Similar efforts to use cars as delivery sites include a joint test last year by DHL, online retailer Amazon.com Inc. and Volkswagen AG’s Audi luxury-car division and a Volvo Car Group project in Sweden. Amazon is now focusing on drone delivery of its products.

How Smart Ready to Drop works

Smart Ready to Drop will be available on models equipped with so-called connectivity box detectors that will become standard equipment as of September. The customer will use a mobile application to agree on delivery details. A  code will allow the DHL courier to open the vehicle during a specific timeframe to place the goods in the back of the car, and to pick up returned items.

DHL is forecasting 5-7% average annual growth in parcel volume through 2020, with e-commerce a key demand driver.

The program’s replication potential is relatively high. There is even a chance that this model could work in Southeast Asia once the region has caught up with the technology advancement, popular Asian car brands such as Toyota could team up with local postal companies to pilot a similar model in the future.

A version of this appeared in Bloomberg on July 25. Read the full version here

Singapore Post (SingPost) has launched Singapore’s first island wide open parcel locker service called “Rent-a-POP”, reports Post & Parcel.
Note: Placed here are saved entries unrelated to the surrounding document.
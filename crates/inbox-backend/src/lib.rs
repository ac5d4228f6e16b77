pub mod auth;
pub mod facade;
pub mod memory;
pub mod realtime;
pub mod rest;
pub mod seed;

use std::sync::Arc;

use async_trait::async_trait;
use futures_util::future::BoxFuture;
use thiserror::Error;
use tokio::sync::mpsc;
use uuid::Uuid;

use inbox_types::models::{Message, NewMessage, User};

pub use facade::DataFacade;

#[derive(Debug, Error)]
pub enum BackendError {
    #[error("request failed: {0}")]
    Http(#[from] reqwest::Error),

    #[error("backend returned {status}: {body}")]
    Status { status: u16, body: String },

    #[error("malformed payload: {0}")]
    Decode(#[from] serde_json::Error),

    #[error("realtime socket: {0}")]
    Socket(#[from] tokio_tungstenite::tungstenite::Error),

    #[error("realtime: {0}")]
    Realtime(String),

    #[error("backend unavailable")]
    Unavailable,

    #[error("authentication failed")]
    Auth,
}

/// Row access to the hosted `users` and `messages` collections.
#[async_trait]
pub trait Backend: Send + Sync {
    /// All users ordered by name.
    async fn list_users(&self) -> Result<Vec<User>, BackendError>;

    /// Messages of one conversation, oldest first.
    async fn list_messages(&self, user_id: &str) -> Result<Vec<Message>, BackendError>;

    async fn insert_message(&self, message: NewMessage) -> Result<(), BackendError>;

    /// Push registration for rows inserted with `user_id` equal to the argument.
    async fn subscribe(&self, user_id: &str) -> Result<Subscription, BackendError>;

    /// Handle that acts with a signed-in session's credentials.
    fn scoped(&self, access_token: &str) -> Arc<dyn Backend>;
}

type Teardown = Box<dyn FnOnce() -> BoxFuture<'static, ()> + Send>;

/// A live push registration. Inserted rows arrive through [`Subscription::recv`].
///
/// Dropping the handle stops delivery as well, but only
/// [`Subscription::unsubscribe`] waits for the backend side to be released.
pub struct Subscription {
    id: Uuid,
    user_id: String,
    rx: mpsc::UnboundedReceiver<Message>,
    teardown: Option<Teardown>,
}

impl Subscription {
    pub fn new<F>(user_id: impl Into<String>, rx: mpsc::UnboundedReceiver<Message>, teardown: F) -> Self
    where
        F: FnOnce() -> BoxFuture<'static, ()> + Send + 'static,
    {
        Self {
            id: Uuid::new_v4(),
            user_id: user_id.into(),
            rx,
            teardown: Some(Box::new(teardown)),
        }
    }

    pub fn id(&self) -> Uuid {
        self.id
    }

    pub fn user_id(&self) -> &str {
        &self.user_id
    }

    /// Next pushed row, or `None` once the backend closed the registration.
    pub async fn recv(&mut self) -> Option<Message> {
        self.rx.recv().await
    }

    pub async fn unsubscribe(mut self) {
        if let Some(teardown) = self.teardown.take() {
            teardown().await;
        }
    }
}

impl std::fmt::Debug for Subscription {
    fn fmt(&self, f: &mut std::fmt::Formatter<'_>) -> std::fmt::Result {
        f.debug_struct("Subscription")
            .field("id", &self.id)
            .field("user_id", &self.user_id)
            .finish()
    }
}
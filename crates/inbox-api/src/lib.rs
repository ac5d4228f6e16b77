pub mod auth;
pub mod contacts;
pub mod inbox;
pub mod middleware;
pub mod router;
pub mod views;
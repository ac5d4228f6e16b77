use serde::{Deserialize, Serialize};

use crate::models::Message;

/// Events streamed to the browser over the WebSocket gateway.
#[derive(Debug, Clone, PartialEq, Eq, Serialize, Deserialize)]
#[serde(tag = "type", content = "data")]
pub enum InboxEvent {
    /// Connection accepted for this session
    Ready { user_id: String },

    /// The contact list was reloaded
    ContactsLoaded { count: usize },

    /// The operator selected a different contact
    SelectionChanged { user_id: String },

    /// A message was appended to the open thread
    MessageAppended { message: Message },

    /// Tags, status or notes of a contact changed locally
    ProfileUpdated { user_id: String },
}

impl InboxEvent {
    /// Contact the event belongs to, if it is scoped to one.
    pub fn contact_id(&self) -> Option<&str> {
        match self {
            Self::SelectionChanged { user_id } => Some(user_id),
            Self::MessageAppended { message } => Some(&message.user_id),
            Self::ProfileUpdated { user_id } => Some(user_id),
            Self::Ready { .. } | Self::ContactsLoaded { .. } => None,
        }
    }
}
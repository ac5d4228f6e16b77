use std::collections::HashMap;
use std::sync::Arc;

use axum::{
    Extension, Form,
    extract::{Query, State},
    response::{Html, IntoResponse, Redirect},
};
use axum_extra::extract::CookieJar;
use axum_extra::extract::cookie::{Cookie, SameSite};
use tracing::{info, warn};

use inbox_backend::auth::AuthProvider;
use inbox_backend::{Backend, BackendError, DataFacade};
use inbox_gateway::registry::WorkspaceRegistry;
use inbox_gateway::workspace::Workspace;
use inbox_types::api::{SignInForm, SignInQuery};
use inbox_types::models::Session;
use inbox_types::profile::ContactProfile;

use crate::middleware::{HOME_PATH, SESSION_COOKIE, SIGN_IN_PATH};
use crate::views;

pub type AppState = Arc<AppStateInner>;

pub struct AppStateInner {
    pub auth: Arc<dyn AuthProvider>,
    pub backend: Arc<dyn Backend>,
    pub workspaces: WorkspaceRegistry,
    /// Contact panel state every new workspace starts from.
    pub profiles: HashMap<String, ContactProfile>,
    pub secure_cookies: bool,
}

impl AppStateInner {
    /// The session's workspace, started on first use with the session's
    /// credentials.
    pub async fn workspace(&self, session: &Session) -> Workspace {
        self.workspaces
            .get_or_spawn(&session.key(), session.claims.exp, || {
                let facade = DataFacade::new(self.backend.scoped(&session.access_token));
                Workspace::spawn(session.claims.sub.clone(), facade, self.profiles.clone())
            })
            .await
    }
}

const SIGN_IN_FAILED_PATH: &str = "/auth/signin?error=1";

pub async fn sign_in_page(Query(query): Query<SignInQuery>) -> Html<String> {
    Html(views::sign_in_page(query.error.is_some()))
}

pub async fn sign_in(
    State(state): State<AppState>,
    jar: CookieJar,
    Form(form): Form<SignInForm>,
) -> impl IntoResponse {
    let session = match state.auth.sign_in(&form.email, &form.password).await {
        Ok(session) => session,
        Err(BackendError::Auth) => {
            info!("Rejected sign-in for {}", form.email.trim());
            return (jar, Redirect::to(SIGN_IN_FAILED_PATH));
        }
        Err(e) => {
            warn!("Sign-in for {} failed: {}", form.email.trim(), e);
            return (jar, Redirect::to(SIGN_IN_FAILED_PATH));
        }
    };

    let cookie = Cookie::build((SESSION_COOKIE, session.access_token))
        .path("/")
        .http_only(true)
        .secure(state.secure_cookies)
        .same_site(SameSite::Lax);

    (jar.add(cookie), Redirect::to(HOME_PATH))
}

/// Ends the session upstream, stops its workspace and clears the cookie.
pub async fn sign_out(
    State(state): State<AppState>,
    Extension(session): Extension<Session>,
    jar: CookieJar,
) -> impl IntoResponse {
    state.auth.sign_out(&session).await;
    state.workspaces.remove(&session.key()).await;

    let jar = jar.remove(Cookie::build(SESSION_COOKIE).path("/"));
    (jar, Redirect::to(SIGN_IN_PATH))
}
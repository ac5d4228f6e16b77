pub mod connection;
pub mod controller;
pub mod registry;
pub mod workspace;
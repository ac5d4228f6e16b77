use chrono::{DateTime, Utc};
use serde::{Deserialize, Serialize};
use sha2::{Digest, Sha256};

/// A contact as stored by the hosted backend. Read-only to this service.
#[derive(Debug, Clone, PartialEq, Eq, Serialize, Deserialize)]
pub struct User {
    pub id: String,
    pub name: String,
}

/// A row of the `messages` collection.
///
/// Rows are immutable once created. `read_at` is the only column that may
/// change upstream and nothing here ever sets it.
#[derive(Debug, Clone, PartialEq, Eq, Serialize, Deserialize)]
pub struct Message {
    pub id: i64,
    pub user_id: String,
    pub text: String,
    pub created_at: DateTime<Utc>,
    pub is_founder: bool,
    pub read_at: Option<DateTime<Utc>>,
}

impl Message {
    /// Thread ordering key: creation time, then id for rows sharing a timestamp.
    pub fn sort_key(&self) -> (DateTime<Utc>, i64) {
        (self.created_at, self.id)
    }
}

/// Insert payload. The backend assigns `id` and `created_at`.
#[derive(Debug, Clone, PartialEq, Eq, Serialize, Deserialize)]
pub struct NewMessage {
    pub user_id: String,
    pub text: String,
    pub is_founder: bool,
    pub read_at: Option<DateTime<Utc>>,
}

impl NewMessage {
    /// A message written by the operator side of the conversation.
    pub fn from_founder(user_id: impl Into<String>, text: impl Into<String>) -> Self {
        Self {
            user_id: user_id.into(),
            text: text.into(),
            is_founder: true,
            read_at: None,
        }
    }

    /// A message written by the contact, delivered out-of-band.
    pub fn from_contact(user_id: impl Into<String>, text: impl Into<String>) -> Self {
        Self {
            user_id: user_id.into(),
            text: text.into(),
            is_founder: false,
            read_at: None,
        }
    }
}

/// Claims carried by a session token.
///
/// Hosted tokens carry more fields than these; unknown ones are ignored.
#[derive(Debug, Clone, PartialEq, Eq, Serialize, Deserialize)]
pub struct SessionClaims {
    pub sub: String,
    #[serde(default)]
    pub email: Option<String>,
    #[serde(default)]
    pub session_id: Option<String>,
    pub aud: String,
    pub exp: usize,
}

/// An issued session.
#[derive(Debug, Clone)]
pub struct Session {
    pub access_token: String,
    pub claims: SessionClaims,
}

impl Session {
    /// Key identifying this sign-in.
    pub fn key(&self) -> String {
        session_key(&self.claims, &self.access_token)
    }
}

/// The token's session id, or a digest of the token itself for tokens issued
/// without one. Never the subject: one user may hold several sessions.
pub fn session_key(claims: &SessionClaims, token: &str) -> String {
    match &claims.session_id {
        Some(id) => id.clone(),
        None => hex::encode(Sha256::digest(token.as_bytes())),
    }
}
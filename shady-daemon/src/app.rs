//! Host-facing lifecycle hooks: `startup`, `shutdown`, `greet`.

use shady_core::ServerConfig;

use crate::error::DaemonError;
use crate::runtime::{RunSummary, Server, ShutdownHandle};

/// Diagnostic greeting, unrelated to change forwarding.
pub fn greet(name: &str) -> String {
    format!("Hello {name}, It's showww time!")
}

/// Lifecycle wrapper a host shell drives.
///
/// `startup` blocks the calling task for the life of the server;
/// `shutdown` may be called from anywhere, before or during `startup`.
#[derive(Debug)]
pub struct App {
    config: ServerConfig,
    shutdown: ShutdownHandle,
}

impl App {
    pub fn new(config: ServerConfig) -> Self {
        Self {
            config,
            shutdown: ShutdownHandle::new(),
        }
    }

    pub fn config(&self) -> &ServerConfig {
        &self.config
    }

    /// Bind, watch, and forward until [`shutdown`](App::shutdown).
    pub async fn startup(&self) -> Result<RunSummary, DaemonError> {
        let server = Server::bind_with(self.config.clone(), self.shutdown.clone()).await?;
        server.run().await
    }

    pub fn shutdown(&self) {
        self.shutdown.shutdown();
    }

    pub fn greet(&self, name: &str) -> String {
        greet(name)
    }
}

#[cfg(test)]
mod tests {
    use super::*;
    use std::net::SocketAddr;
    use std::sync::Arc;
    use std::time::Duration;

    use shady_core::Preset;
    use tempfile::TempDir;
    use tokio::time::{sleep, timeout};

    #[test]
    fn greet_formats_name() {
        assert_eq!(greet("Ada"), "Hello Ada, It's showww time!");
        assert_eq!(
            App::new(Preset::HotReload.config()).greet(""),
            "Hello , It's showww time!"
        );
    }

    #[tokio::test]
    async fn shutdown_hook_stops_running_startup() {
        let watch = TempDir::new().expect("watch dir");
        let mut config = Preset::HotReload.config();
        config.listen = SocketAddr::from(([127, 0, 0, 1], 0));
        config.watch_dir = watch.path().to_path_buf();

        let app = Arc::new(App::new(config));
        let running = {
            let app = app.clone();
            tokio::spawn(async move { app.startup().await })
        };

        sleep(Duration::from_millis(50)).await;
        app.shutdown();

        let summary = timeout(Duration::from_secs(5), running)
            .await
            .expect("startup should return after shutdown")
            .expect("join")
            .expect("startup");
        assert_eq!(
            summary.forward.stop_reason(),
            Some(crate::notifier::StopReason::Shutdown)
        );
    }
}
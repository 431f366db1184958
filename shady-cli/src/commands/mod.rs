pub mod config;
pub mod greet;
pub mod serve;

use std::path::PathBuf;

use anyhow::{Context, Result};
use clap::Args;

use shady_core::{config as core_config, AcceptMode, ConfigLayer, Preset, ServerConfig};

/// Flags shared by `serve` and `config`; they override the config file.
#[derive(Args, Debug, Clone, Default)]
pub struct ConfigArgs {
    /// Deployment preset: hot-reload (port 43957) or one-shot (port 8080).
    #[arg(long)]
    pub preset: Option<Preset>,

    /// YAML config file. Defaults to ~/.shady/config.yaml when present.
    #[arg(long, value_name = "FILE")]
    pub config: Option<PathBuf>,

    /// Listen address, e.g. 0.0.0.0:43957, :8080 or a bare port.
    #[arg(long, value_name = "ADDR")]
    pub listen: Option<String>,

    /// Directory to watch for modified files.
    #[arg(long, value_name = "DIR")]
    pub watch: Option<PathBuf>,

    /// Connection strategy: persistent or one-shot.
    #[arg(long)]
    pub accept: Option<AcceptMode>,

    /// Also watch subdirectories.
    #[arg(long)]
    pub recursive: bool,
}

impl ConfigArgs {
    pub fn resolve(&self) -> Result<ServerConfig> {
        let mut layers = Vec::new();

        let file_layer = match &self.config {
            Some(path) => Some(
                core_config::load_layer(path)
                    .with_context(|| format!("failed to load config {}", path.display()))?,
            ),
            None => core_config::load_default_layer()
                .context("failed to load ~/.shady/config.yaml")?,
        };
        layers.extend(file_layer);

        layers.push(ConfigLayer {
            preset: self.preset,
            listen: self.listen.clone(),
            watch: self.watch.clone(),
            accept: self.accept,
            recursive: self.recursive.then_some(true),
        });

        core_config::resolve(&layers).context("invalid configuration")
    }
}
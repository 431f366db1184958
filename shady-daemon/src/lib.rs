//! shady runtime: TCP connection slot + filesystem notifier + lifecycle.

pub mod acceptor;
pub mod app;
mod error;
pub mod notifier;
mod runtime;
pub mod slot;

pub use app::{greet, App};
pub use error::DaemonError;
pub use notifier::{ForwardSummary, NotifierState, StopReason, WatchSubscription};
pub use runtime::{start_blocking, RunSummary, Server, ShutdownHandle};
pub use slot::{ConnectionSlot, Delivery, DEFAULT_WRITE_TIMEOUT};
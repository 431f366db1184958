//! `shady config`: show the configuration `serve` would use.

use anyhow::{Context, Result};
use clap::Args;
use colored::Colorize;

use shady_core::ServerConfig;

use super::ConfigArgs;

#[derive(Args, Debug)]
pub struct ConfigCmdArgs {
    #[command(flatten)]
    pub config: ConfigArgs,

    /// Emit machine-readable JSON.
    #[arg(long, conflicts_with = "yaml")]
    pub json: bool,

    /// Emit YAML suitable for --config.
    #[arg(long)]
    pub yaml: bool,
}

impl ConfigCmdArgs {
    pub fn run(self) -> Result<()> {
        let config = self.config.resolve()?;

        if self.json {
            println!(
                "{}",
                serde_json::to_string_pretty(&config).context("failed to render config JSON")?
            );
        } else if self.yaml {
            print!("{}", config.to_yaml().context("failed to render config YAML")?);
        } else {
            print_table(&config);
        }
        Ok(())
    }
}

fn print_table(config: &ServerConfig) {
    let rows = [
        ("listen", config.listen.to_string()),
        ("watch", config.watch_dir.display().to_string()),
        ("accept", config.accept.to_string()),
        ("recursive", config.recursive.to_string()),
    ];
    for (key, value) in rows {
        println!("{:<10} {}", key.bold(), value);
    }
}
//! `shady greet`: diagnostic greeting.

use anyhow::Result;
use clap::Args;

#[derive(Args, Debug)]
pub struct GreetArgs {
    /// Who to greet.
    pub name: String,
}

impl GreetArgs {
    pub fn run(self) -> Result<()> {
        println!("{}", shady_daemon::greet(&self.name));
        Ok(())
    }
}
The service allows retailers and customers to rent a SingPost POPStation locker to deliver their parcels 24/7. SingPost is opening up the POPStation network to third parties.

The company also expects that the new service will be particularly appealing to marketplace sellers and blogshop owners, effectively empowering smaller businesses and merchants.

Users can rent from about 140 POPStations locations in Singapore, including commercial and neighborhood areas such as shopping complexes, community centers and clubs, post offices, and tertiary institutions.

Lim Ann Nee, Senior Vice President, SP Parcels, SingPost said, “Rent-a-POP continues to revolutionize last mile delivery for the growing ecommerce industry. SingPost is the first in Singapore to offer an island wide open parcel locker service.”

Smart lockers aims to give retailers and consumers parcel delivery flexibility that caters to today’s busy lifestyles.

The launch of POPStation for rent has encouraged the development of a sharing economy. Parcels can be delivered by retailers and consumers to a rented POPStation at their convenience, and recipients can collect their parcels easily near their homes or offices.

Prior to the launch of Rent-a-POP, SingPost carried out a one month trial with online marketplaces and blogshops. During the trial, it was found that 50% of these parcels were delivered outside of office hours, there was a 100% collection rate with almost 90% of the parcels being collected in the next day. This gives SingPost the confidence to launch smart lockers all across the nation.

The rates for the service are dependent on the size of the POPStation lockers (three sizes available) and the number of rental days.